[What is needed]:
The output should be identical to the entries that follow.

- Opening Delimiter -

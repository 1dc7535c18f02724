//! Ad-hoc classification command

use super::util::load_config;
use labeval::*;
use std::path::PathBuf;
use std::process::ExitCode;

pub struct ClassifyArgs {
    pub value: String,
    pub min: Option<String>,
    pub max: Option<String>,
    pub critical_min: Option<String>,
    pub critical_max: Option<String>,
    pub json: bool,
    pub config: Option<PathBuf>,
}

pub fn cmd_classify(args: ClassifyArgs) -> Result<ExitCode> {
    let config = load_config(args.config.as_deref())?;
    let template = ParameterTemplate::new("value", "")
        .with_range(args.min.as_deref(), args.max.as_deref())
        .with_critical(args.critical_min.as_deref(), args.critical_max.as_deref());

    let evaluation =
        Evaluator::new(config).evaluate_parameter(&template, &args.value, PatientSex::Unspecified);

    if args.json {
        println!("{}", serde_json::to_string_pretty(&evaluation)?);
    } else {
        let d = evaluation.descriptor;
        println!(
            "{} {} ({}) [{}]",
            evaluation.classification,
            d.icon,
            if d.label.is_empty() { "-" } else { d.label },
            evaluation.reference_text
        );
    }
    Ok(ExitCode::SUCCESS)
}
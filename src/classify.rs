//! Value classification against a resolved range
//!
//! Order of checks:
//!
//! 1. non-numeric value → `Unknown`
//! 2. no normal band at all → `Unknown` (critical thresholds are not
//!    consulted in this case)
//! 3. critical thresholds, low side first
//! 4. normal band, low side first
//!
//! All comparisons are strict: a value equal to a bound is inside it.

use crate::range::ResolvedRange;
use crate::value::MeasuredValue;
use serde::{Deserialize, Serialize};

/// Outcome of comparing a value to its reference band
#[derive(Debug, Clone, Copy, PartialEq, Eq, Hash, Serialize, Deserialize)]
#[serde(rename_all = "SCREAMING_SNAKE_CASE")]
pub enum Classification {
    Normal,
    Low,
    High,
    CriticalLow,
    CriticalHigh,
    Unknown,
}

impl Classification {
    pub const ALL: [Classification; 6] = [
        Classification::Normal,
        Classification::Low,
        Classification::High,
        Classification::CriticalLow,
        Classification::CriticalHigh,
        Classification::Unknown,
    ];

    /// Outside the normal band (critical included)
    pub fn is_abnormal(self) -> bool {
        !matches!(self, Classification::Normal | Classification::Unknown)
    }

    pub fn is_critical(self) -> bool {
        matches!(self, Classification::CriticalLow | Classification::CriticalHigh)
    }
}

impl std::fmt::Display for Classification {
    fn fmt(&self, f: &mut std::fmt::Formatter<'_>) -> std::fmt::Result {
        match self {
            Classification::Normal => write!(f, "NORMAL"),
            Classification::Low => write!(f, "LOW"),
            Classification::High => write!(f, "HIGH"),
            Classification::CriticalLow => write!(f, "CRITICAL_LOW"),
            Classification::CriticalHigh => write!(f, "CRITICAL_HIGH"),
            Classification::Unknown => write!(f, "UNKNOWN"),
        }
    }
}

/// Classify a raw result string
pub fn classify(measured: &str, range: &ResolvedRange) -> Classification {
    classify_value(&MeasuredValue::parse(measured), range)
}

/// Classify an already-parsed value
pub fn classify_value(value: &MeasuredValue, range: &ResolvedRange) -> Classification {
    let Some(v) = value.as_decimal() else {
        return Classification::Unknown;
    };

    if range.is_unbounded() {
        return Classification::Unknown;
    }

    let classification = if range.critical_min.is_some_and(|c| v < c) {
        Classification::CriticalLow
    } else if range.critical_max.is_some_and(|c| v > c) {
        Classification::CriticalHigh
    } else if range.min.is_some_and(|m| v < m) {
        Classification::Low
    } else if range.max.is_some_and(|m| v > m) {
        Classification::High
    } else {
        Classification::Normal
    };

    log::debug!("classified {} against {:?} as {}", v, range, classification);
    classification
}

- Closing Delimiter -

[Result for this task]:
repository 1dc7535c18f02724
//! Ad-hoc classification command

use super::util::load_config;
use labeval::*;
use std::path::PathBuf;
use std::process::ExitCode;

pub struct ClassifyArgs {
    pub value: String,
    pub min: Option<String>,
    pub max: Option<String>,
    pub critical_min: Option<String>,
    pub critical_max: Option<String>,
    pub json: bool,
    pub config: Option<PathBuf>,
}

pub fn cmd_classify(args: ClassifyArgs) -> Result<ExitCode> {
    let config = load_config(args.config.as_deref())?;
    let template = ParameterTemplate::new("value", "")
        .with_range(args.min.as_deref(), args.max.as_deref())
        .with_critical(args.critical_min.as_deref(), args.critical_max.as_deref());

    let evaluation =
        Evaluator::new(config).evaluate_parameter(&template, &args.value, PatientSex::Unspecified);

    if args.json {
        println!("{}", serde_json::to_string_pretty(&evaluation)?);
    } else {
        let d = evaluation.descriptor;
        println!(
            "{} {} ({}) [{}]",
            evaluation.classification,
            d.icon,
            if d.label.is_empty() { "-" } else { d.label },
            evaluation.reference_text
        );
    }
    Ok(ExitCode::SUCCESS)
}
filename src/classify.rs
//! Value classification against a resolved range
//!
//! Order of checks:
//!
//! 1. non-numeric value → `Unknown`
//! 2. no normal band at all → `Unknown` (critical thresholds are not
//!    consulted in this case)
//! 3. critical thresholds, low side first
//! 4. normal band, low side first
//!
//! All comparisons are strict: a value equal to a bound is inside it.

use crate::range::ResolvedRange;
use crate::value::MeasuredValue;
use serde::{Deserialize, Serialize};

/// Outcome of comparing a value to its reference band
#[derive(Debug, Clone, Copy, PartialEq, Eq, Hash, Serialize, Deserialize)]
#[serde(rename_all = "SCREAMING_SNAKE_CASE")]
pub enum Classification {
    Normal,
    Low,
    High,
    CriticalLow,
    CriticalHigh,
    Unknown,
}

impl Classification {
    pub const ALL: [Classification; 6] = [
        Classification::Normal,
        Classification::Low,
        Classification::High,
        Classification::CriticalLow,
        Classification::CriticalHigh,
        Classification::Unknown,
    ];

    /// Outside the normal band (critical included)
    pub fn is_abnormal(self) -> bool {
        !matches!(self, Classification::Normal | Classification::Unknown)
    }

    pub fn is_critical(self) -> bool {
        matches!(self, Classification::CriticalLow | Classification::CriticalHigh)
    }
}

impl std::fmt::Display for Classification {
    fn fmt(&self, f: &mut std::fmt::Formatter<'_>) -> std::fmt::Result {
        match self {
            Classification::Normal => write!(f, "NORMAL"),
            Classification::Low => write!(f, "LOW"),
            Classification::High => write!(f, "HIGH"),
            Classification::CriticalLow => write!(f, "CRITICAL_LOW"),
            Classification::CriticalHigh => write!(f, "CRITICAL_HIGH"),
            Classification::Unknown => write!(f, "UNKNOWN"),
        }
    }
}

/// Classify a raw result string
pub fn classify(measured: &str, range: &ResolvedRange) -> Classification {
    classify_value(&MeasuredValue::parse(measured), range)
}

/// Classify an already-parsed value
pub fn classify_value(value: &MeasuredValue, range: &ResolvedRange) -> Classification {
    let Some(v) = value.as_decimal() else {
        return Classification::Unknown;
    };

    if range.is_unbounded() {
        return Classification::Unknown;
    }

    let classification = if range.critical_min.is_some_and(|c| v < c) {
        Classification::CriticalLow
    } else if range.critical_max.is_some_and(|c| v > c) {
        Classification::CriticalHigh
    } else if range.min.is_some_and(|m| v < m) {
        Classification::Low
    } else if range.max.is_some_and(|m| v > m) {
        Classification::High
    } else {
        Classification::Normal
    };

    log::debug!("classified {} against {:?} as {}", v, range, classification);
    classification
}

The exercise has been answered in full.